From our music guru JH:
There have been a million bands in the history of rock and roll. Of that million, probably one percent of those bands have released an album of any notoriety or greatness. The good news is: Sturgill Simpson is one of those guys. The bad news: “A Sailor’s Guide to Earth” is not that album. Simpson made a masterpiece of modern country music back in 2014 with “Metamodern Sounds in Country Music”. “Metamodern” was a perfect blend of psychedelia, modern production techniques, and straight ahead Country music. Most importantly it had songs. They were strong and had a strange kind of depth that still lets the listener discover something new with each listen. The album was put together in such a way that each song fit together like a puzzle piece and seemed to communicate a clear and coherent thought. That’s what I think is wrong with the new album.
After listening, I have to wonder if all that time on the road has limited his ability to put the kind of energy into his songwriting that was so apparent on the last record.
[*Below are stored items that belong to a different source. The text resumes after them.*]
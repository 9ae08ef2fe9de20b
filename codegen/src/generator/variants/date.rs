use crate::error::Result;
use crate::generator::{
    EmitState, GenerateContext, Probe, Support, TypeSerializerGenerator, UnsupportedReason,
};
use crate::ir::Stmt;
use crate::type_descriptor::TypeDescriptor;
use crate::type_descriptor::constants::DATE_TYPES;

/// Temporal values, written through the property's or the global date format
pub struct DateGenerator;

impl TypeSerializerGenerator for DateGenerator {
    fn supports(&self, ty: &TypeDescriptor, _probe: &mut Probe<'_>) -> Result<Support> {
        Ok(match ty {
            TypeDescriptor::Class(name) if DATE_TYPES.contains(&name.as_str()) => Support::Fully,
            _ => Support::Unsupported(UnsupportedReason::NoMatchingGenerator),
        })
    }

    fn generate_not_null(
        &self,
        ctx: &GenerateContext<'_>,
        _state: &mut EmitState,
    ) -> Result<Vec<Stmt>> {
        Ok(vec![Stmt::WriteDate {
            value:  ctx.value.expr.clone(),
            format: ctx.date_format()?,
        }])
    }
}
We begin with “Welcome to Earth (Pollywog)” which was pretty promising. It sounds a little Roy Orbison and turns into a Stax like soul song. But not really. He’s got the vocal ability to throw down but this song is a prime example of what I think went wrong. Two incomplete pieces of music put together to fill an album. “Breakers Roar” might be the strongest song on the album. Following the nautical theme of the album’s title, it’s a nice, dreamy ballad that would’ve fit nicely on “Metamodern Sounds”. “Keep It Between the Lines” reminded me of the Memphis sound filtered through Peter Gabriel’s “Steam”. As I was navigating Atlanta traffic, I heard the lyrics “Don’t sweat the small stuff..” as “I kicked the habit…” Maybe that’s just me. The rest of the songs are just kind of unremarkable. There’s just something missing. What’s not missing here is a strange cover of Nirvana’s “In Bloom”. I’m not sure why it’s here. The arrangement totally castrates the rawk and recklessness of the original. I like to think if someone is covering a song, there are two explanations: your cover redefines the original or you’re just a fan. In this case, I think it’s the latter and quite possibly more filler.
At the end of the day, I’m a Sturgill Simpson fan. I’ve been in attendance at not one but two disastrous live shows and still recommended and attended a couple more. I think he’s as an important an artist as there is in his field of practice right now. Unless you’re the Beatles, every album can’t be “Rubber Soul” or “Revolver”. Perhaps this album will buy him some time off the road and we can all be rewarded with something as strong as “Metamodern” one more time. For now, there are other places to go to hear groundbreaking soul with a touch of retro. I give this album five shots of NyQuil and a half a sleeve of Oreo’s.